In 1995, World Bank Vice President Ismail Serageldin made a prediction: “If the wars of the [20th century] were fought over oil,” he said, “the wars of the [21st] century will be fought over water.” Unfortunately, aspects of Serageldin’s prediction already have been borne out.
According to the California-based Pacific Institute, violent conflicts related to global water resources have indeed increased, while the World Bank reports that nearly 2.2 billion people live without safe drinking water and 4.2 billion without safe sanitation. Inequality in the distribution of water resources poses an existential threat to economic progress, the eradication of poverty and basic peace and stability, as studies by the World Bank and other organizations have shown.
It is timely, then, that the Embassy of Spain, in collaboration with the Mexican Embassy, the Inter-American Development Bank and other organizations, is spending this long, hot summer focusing on water justice. “Fair Water: A Right of All” is a series of events largely hosted at the Former Residence of the Ambassadors of Spain on 16th Street, NW, that explores the human right to safe drinking water, sanitation, sustainable practices and the effects of environmental degradation on water resources.
A centerpiece of the series is a group of collaboratively produced artworks and exhibits that focus on the debate over water resources and illustrate how art may be used as a tool for action and even transformation. The workshops and artworks, collectively titled “The Water Office,” match professional artists from Spain, Mexico and the U.S. with volunteer participants to create works that reflect on the centrality of water in human life and the challenges to its access and safety.
Curated by Blanca de la Torre and inspired by the United Nations 2030 Agenda for Sustainable Development, “The Water Office” is composed of five artistic projects cum exhibits.
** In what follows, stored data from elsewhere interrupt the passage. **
//! Shared handler state.

use std::sync::Arc;

use crate::config::SiteConfig;
use crate::store::ContentStore;

/// Application state shared across all handlers.
#[derive(Clone)]
pub struct AppState {
    /// Content database handle.
    pub store: ContentStore,
    /// Site-specific settings.
    pub site: Arc<SiteConfig>,
}

impl AppState {
    /// Create state for the default site.
    #[must_use]
    pub fn new(store: ContentStore) -> Self {
        Self::with_site(store, SiteConfig::default())
    }

    #[must_use]
    pub fn with_site(store: ContentStore, site: SiteConfig) -> Self {
        Self {
            store,
            site: Arc::new(site),
        }
    }
}
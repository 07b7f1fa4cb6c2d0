//! HTTP transport trait.

use std::sync::Arc;

use async_trait::async_trait;

use crate::error::TransportError;
use crate::types::Verb;

/// An outgoing HTTP request, fully signed and ready to send.
#[derive(Debug, Clone)]
pub struct HttpRequest {
    /// HTTP method.
    pub method: Verb,
    /// Absolute URL.
    pub url: String,
    /// Header name/value pairs, in send order.
    pub headers: Vec<(String, String)>,
    /// Request body; empty for DELETE.
    pub body: String,
}

/// A received HTTP response.
#[derive(Debug, Clone)]
pub struct HttpResponse {
    /// Status code.
    pub status: u16,
    /// Header name/value pairs.
    pub headers: Vec<(String, String)>,
    /// Raw response body.
    pub body: Vec<u8>,
}

impl HttpResponse {
    /// Look up a response header by case-insensitive name.
    pub fn header(&self, name: &str) -> Option<&str> {
        find_header(&self.headers, name)
    }

    /// Returns true for 2xx statuses.
    pub fn is_success(&self) -> bool {
        (200..300).contains(&self.status)
    }
}

fn find_header<'a>(headers: &'a [(String, String)], name: &str) -> Option<&'a str> {
    headers
        .iter()
        .find(|(k, _)| k.eq_ignore_ascii_case(name))
        .map(|(_, v)| v.as_str())
}

/// Sends a request and returns status, headers, and body.
///
/// Implementations report only transport failures (connection, timeout,
/// cancellation) as errors; any status code, including 4xx and 5xx, is a
/// successful send.
#[async_trait]
pub trait Transport: Send + Sync {
    /// Send one request.
    async fn send(&self, request: HttpRequest) -> Result<HttpResponse, TransportError>;
}

#[async_trait]
impl<T: Transport + ?Sized> Transport for Arc<T> {
    async fn send(&self, request: HttpRequest) -> Result<HttpResponse, TransportError> {
        (**self).send(request).await
    }
}
//! Protocol addressing types.
//!
//! These types enforce protocol invariants at construction time,
//! ensuring invalid states are unrepresentable.

mod endpoint;
mod resource;

pub use endpoint::Endpoint;
pub use resource::{ContinuationToken, ResourceId, ResourceName, ResourceType, Verb};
Juanli Carrión’s “PhDC” is part of a larger series in which the New York-based artist creates textile installations that reflect the pH balance (i.e. acidity) of various water systems. For “PhDC,” Carrión and his collaborators used locally cultivated purple cabbage to create pH-sensitive dyes that, when applied to fabric, reflect the contamination level of the water in which the dyeing process takes place. The colors of the hanging fabrics in “PhDC” range from olive green to slate gray and harvest yellow, reflecting the pH balance or imbalance of the water samples. The samples taken from the Potomac River and the Tidal Basin all fell within the more or less normal range of pH 6.5 to 8.5. However, the sample from the Anacostia River — represented in the harvest yellow dye — is, at pH 5.5, the most acidic of the lot, reminding visitors of the inequities of water resources in the Washington region itself.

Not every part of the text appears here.